:: Task details ::
From the data below, retype exactly the lines starting with the one that contains "become false positives." and ending with the one that contains "or cache replay).", both included.
** Input for this task follows **
//! Reference tracker: the symbol-level reference graph.
//!
//! Holds the definitions table (by `SymbolId` and by simple name), the
//! append-only reference graph for one run, the inheritance map, the
//! package-export set and the metaprogramming-danger file set. Candidates
//! collected by the ingestion walk resolve through three strategies in
//! order: cross-module import match, class-context match (with a mandatory
//! name fallback), then plain name/qualified-name match with one edge per
//! ambiguous candidate.

mod heuristics;
mod ingest;
mod inheritance;

pub use heuristics::collect_python_heuristics;
pub use ingest::{IngestOutput, ReferenceIngestor};
pub use inheritance::InheritanceMap;

use std::path::{Path, PathBuf};

use rustc_hash::{FxHashMap, FxHashSet};

use crate::shared::models::{
    CandidateRef, Entity, Reference, ReferenceKind, SymbolId,
};

/// Lifecycle methods guaranteed by test-framework base classes.
const FRAMEWORK_BASES: &[(&str, &[&str])] = &[
    (
        "unittest.TestCase",
        &["setUp", "tearDown", "setUpClass", "tearDownClass", "setUpModule", "tearDownModule"],
    ),
    ("TestCase", &["setUp", "tearDown", "setUpClass", "tearDownClass"]),
];

pub struct ReferenceTracker {
    definitions: FxHashMap<SymbolId, Entity>,
    /// simple-name multimap, the strategy-3 fallback index
    by_name: FxHashMap<String, Vec<SymbolId>>,
    by_qualified: FxHashMap<String, Vec<SymbolId>>,
    references: FxHashMap<SymbolId, Vec<Reference>>,
    inheritance: InheritanceMap,
    package_exports: FxHashSet<String>,
    meta_dangerous_files: FxHashSet<PathBuf>,
    /// classes whose dunder methods were already shielded this run
    constructor_shielded: FxHashSet<String>,
    /// (class, method) pairs whose family was already shielded this run
    family_shielded: FxHashSet<(String, String)>,
    /// files with a pytest import (conftest fixture shield input)
    pytest_importers: FxHashSet<PathBuf>,
}

impl ReferenceTracker {
    pub fn new() -> Self {
        Self {
            definitions: FxHashMap::default(),
            by_name: FxHashMap::default(),
            by_qualified: FxHashMap::default(),
            references: FxHashMap::default(),
            inheritance: InheritanceMap::new(),
            package_exports: FxHashSet::default(),
            meta_dangerous_files: FxHashSet::default(),
            constructor_shielded: FxHashSet::default(),
            family_shielded: FxHashSet::default(),
            pytest_importers: FxHashSet::default(),
        }
    }

    // ----------------------------------------------------------- definitions

    pub fn add_definition(&mut self, entity: Entity) {
        let symbol_id = entity.symbol_id();

        if entity.kind.is_class() {
            self.inheritance.add_class(&entity.name, &entity.base_classes);
        } else if let Some(parent) = &entity.parent_class {
            self.inheritance
                .add_method(parent, &entity.name, symbol_id.clone());
        }

        self.by_name
            .entry(entity.name.clone())
            .or_default()
            .push(symbol_id.clone());
        if entity.qualified_name != entity.name {
            self.by_qualified
                .entry(entity.qualified_name.clone())
                .or_default()
                .push(symbol_id.clone());
        }
        self.references.entry(symbol_id.clone()).or_default();
        self.definitions.insert(symbol_id, entity);
    }

    pub fn definitions(&self) -> impl Iterator<Item = (&SymbolId, &Entity)> {
        self.definitions.iter()
    }

    pub fn definition_count(&self) -> usize {
        self.definitions.len()
    }

    pub fn get_definition(&self, id: &SymbolId) -> Option<&Entity> {
        self.definitions.get(id)
    }

    pub fn inheritance(&self) -> &InheritanceMap {
        &self.inheritance
    }

    // ------------------------------------------------------------ references

    /// Resolve one candidate into the reference graph.
    pub fn add_candidate(&mut self, source_file: &Path, candidate: &CandidateRef) {
        if candidate.kind == ReferenceKind::Import && candidate.name == "pytest" {
            self.pytest_importers.insert(source_file.to_path_buf());
        }

        let reference = Reference {
            source_file: source_file.to_path_buf(),
            source_symbol: candidate.source_symbol.clone(),
            kind: candidate.kind,
            line: candidate.line,
        };

        // Strategy 1: cross-module import resolution.
        if let Some(target_file) = &candidate.target_file {
            let matches: Vec<SymbolId> = self
                .lookup(&candidate.name)
                .into_iter()
                .filter(|id| {
                    self.definitions
                        .get(id)
                        .map(|e| &e.file_path == target_file)
                        .unwrap_or(false)
                })
                .collect();
            if !matches.is_empty() {
                for id in matches {
                    self.bind(&id, reference.clone());
                }
                return;
            }
            // An imported name that matches no definition in the target file
            // stays a placeholder (e.g. a re-exported external symbol).
            self.references
                .entry(SymbolId::unknown(&candidate.name))
                .or_default()
                .push(reference);
            return;
        }

        // Strategy 2: self/cls method resolution within the class context.
        if let Some(class_context) = &candidate.class_context {
            let matches: Vec<SymbolId> = self
                .lookup(&candidate.name)
                .into_iter()
                .filter(|id| {
                    self.definitions
                        .get(id)
                        .map(|e| e.parent_class.as_deref() == Some(class_context.as_str()))
                        .unwrap_or(false)
                })
                .collect();
            if !matches.is_empty() {
                for id in matches {
                    self.bind(&id, reference.clone());
                }
                self.shield_method_family(class_context, &candidate.name, &reference);
                return;
            }
            // Mandatory fallback to strategy 3: without it, methods invoked
            // through `self._method()` across modules become false positives.
        }

        // Strategy 3: name / qualified-name fallback, one edge per match.
        let matches = self.lookup(&candidate.name);
        if matches.is_empty() {
            self.references
                .entry(SymbolId::unknown(&candidate.name))
                .or_default()
                .push(reference);
            return;
        }
        for id in matches {
            self.bind(&id, reference.clone());
        }
    }

    /// Replay a batch of candidates for one file (live walk or cache replay).
    pub fn add_candidates(&mut self, source_file: &Path, candidates: &[CandidateRef]) {
        for candidate in candidates {
            self.add_candidate(source_file, candidate);
        }
    }

    fn lookup(&self, name: &str) -> Vec<SymbolId> {
        let mut out = Vec::new();
        if let Some(ids) = self.by_name.get(name) {
            out.extend(ids.iter().cloned());
        }
        if name.contains('.') {
            if let Some(ids) = self.by_qualified.get(name) {
                for id in ids {
                    if !out.contains(id) {
                        out.push(id.clone());
                    }
                }
            }
        }
        out
    }

    /// Attach a reference and fire the synthetic shields the binding implies.
    fn bind(&mut self, id: &SymbolId, reference: Reference) {
        let (is_class, class_name, method_info) = match self.definitions.get(id) {
            Some(entity) => (
                entity.kind.is_class(),
                entity.name.clone(),
                entity
                    .parent_class
                    .clone()
                    .map(|parent| (parent, entity.name.clone())),
            ),
            None => return,
        };

        self.references.entry(id.clone()).or_default().push(reference.clone());

        if is_class {
            self.shield_constructors(&class_name, &reference);
        }
        if let Some((parent, method)) = method_info {
            self.shield_method_family(&parent, &method, &reference);
        }
    }

    /// Constructor shield: any reference to a class awards a synthetic
    /// reference to every dunder method of that class. Once per class per run.
    fn shield_constructors(&mut self, class_name: &str, origin: &Reference) {
        if !self.constructor_shielded.insert(class_name.to_string()) {
            return;
        }
        let dunder_ids: Vec<SymbolId> = self
            .definitions
            .iter()
            .filter(|(_, e)| e.parent_class.as_deref() == Some(class_name) && e.is_dunder())
            .map(|(id, _)| id.clone())
            .collect();

        for id in dunder_ids {
            self.references.entry(id).or_default().push(Reference {
                source_file: origin.source_file.clone(),
                source_symbol: origin.source_symbol.clone(),
                kind: ReferenceKind::ConstructorShield,
                line: origin.line,
            });
        }
    }

    /// Inheritance shield: a reference to `class.method` awards a synthetic
    /// reference to every override on descendant classes.
    fn shield_method_family(&mut self, class_name: &str, method_name: &str, origin: &Reference) {
        let key = (class_name.to_string(), method_name.to_string());
        if !self.family_shielded.insert(key) {
            return;
        }
        for id in self.inheritance.descendant_overrides(class_name, method_name) {
            self.references.entry(id).or_default().push(Reference {
                source_file: origin.source_file.clone(),
                source_symbol: origin.source_symbol.clone(),
                kind: ReferenceKind::InheritanceShield,
                line: origin.line,
            });
        }
    }

    /// Protect test-framework lifecycle methods on classes inheriting a
    /// known framework base. Call after all definitions are loaded.
    pub fn apply_framework_lifecycle_protection(&mut self) {
        let mut to_shield = Vec::new();
        for entity in self.definitions.values() {
            if !entity.kind.is_class() || entity.base_classes.is_empty() {
                continue;
            }
            for base in &entity.base_classes {
                for (framework_base, methods) in FRAMEWORK_BASES {
                    let matched = base == framework_base
                        || base.ends_with(&format!(".{}", framework_base));
                    if !matched {
                        continue;
                    }
                    for (id, method) in self.definitions.iter() {
                        if method.parent_class.as_deref() == Some(entity.name.as_str())
                            && methods.contains(&method.name.as_str())
                        {
                            to_shield.push((id.clone(), method.file_path.clone(), method.span.start_line));
                        }
                    }
                }
            }
        }
        for (id, file, line) in to_shield {
            self.references.entry(id).or_default().push(Reference {
                source_file: file,
                source_symbol: None,
                kind: ReferenceKind::Heuristic,
                line,
            });
        }
    }

    pub fn references_of(&self, id: &SymbolId) -> &[Reference] {
        self.references.get(id).map(Vec::as_slice).unwrap_or_default()
    }

    // ------------------------------------------------- shields' side tables

    pub fn add_package_export(&mut self, module_file: &Path, name: &str) {
        self.package_exports
            .insert(format!("{}::{}", module_file.display(), name));
    }

    pub fn is_package_export(&self, entity: &Entity) -> bool {
        let id = format!("{}::{}", entity.file_path.display(), entity.qualified_name);
        if self.package_exports.contains(&id) {
            return true;
        }
        let by_name = format!("{}::{}", entity.file_path.display(), entity.name);
        self.package_exports.contains(&by_name)
    }

    pub fn mark_metaprogramming_file(&mut self, file: &Path) {
        self.meta_dangerous_files.insert(file.to_path_buf());
    }

    pub fn file_imports_pytest(&self, file: &Path) -> bool {
        self.pytest_importers.contains(file)
    }

    pub fn is_metaprogramming_dangerous(&self, file: &Path) -> bool {
        self.meta_dangerous_files.contains(file)
    }
}

impl Default for ReferenceTracker {
    fn default() -> Self {
        Self::new()
    }
}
** End of Input for this task **
:: Response area ::
            // through `self._method()` across modules become false positives.
        }

        // Strategy 3: name / qualified-name fallback, one edge per match.
        let matches = self.lookup(&candidate.name);
        if matches.is_empty() {
            self.references
                .entry(SymbolId::unknown(&candidate.name))
                .or_default()
                .push(reference);
            return;
        }
        for id in matches {
            self.bind(&id, reference.clone());
        }
    }

    /// Replay a batch of candidates for one file (live walk or cache replay).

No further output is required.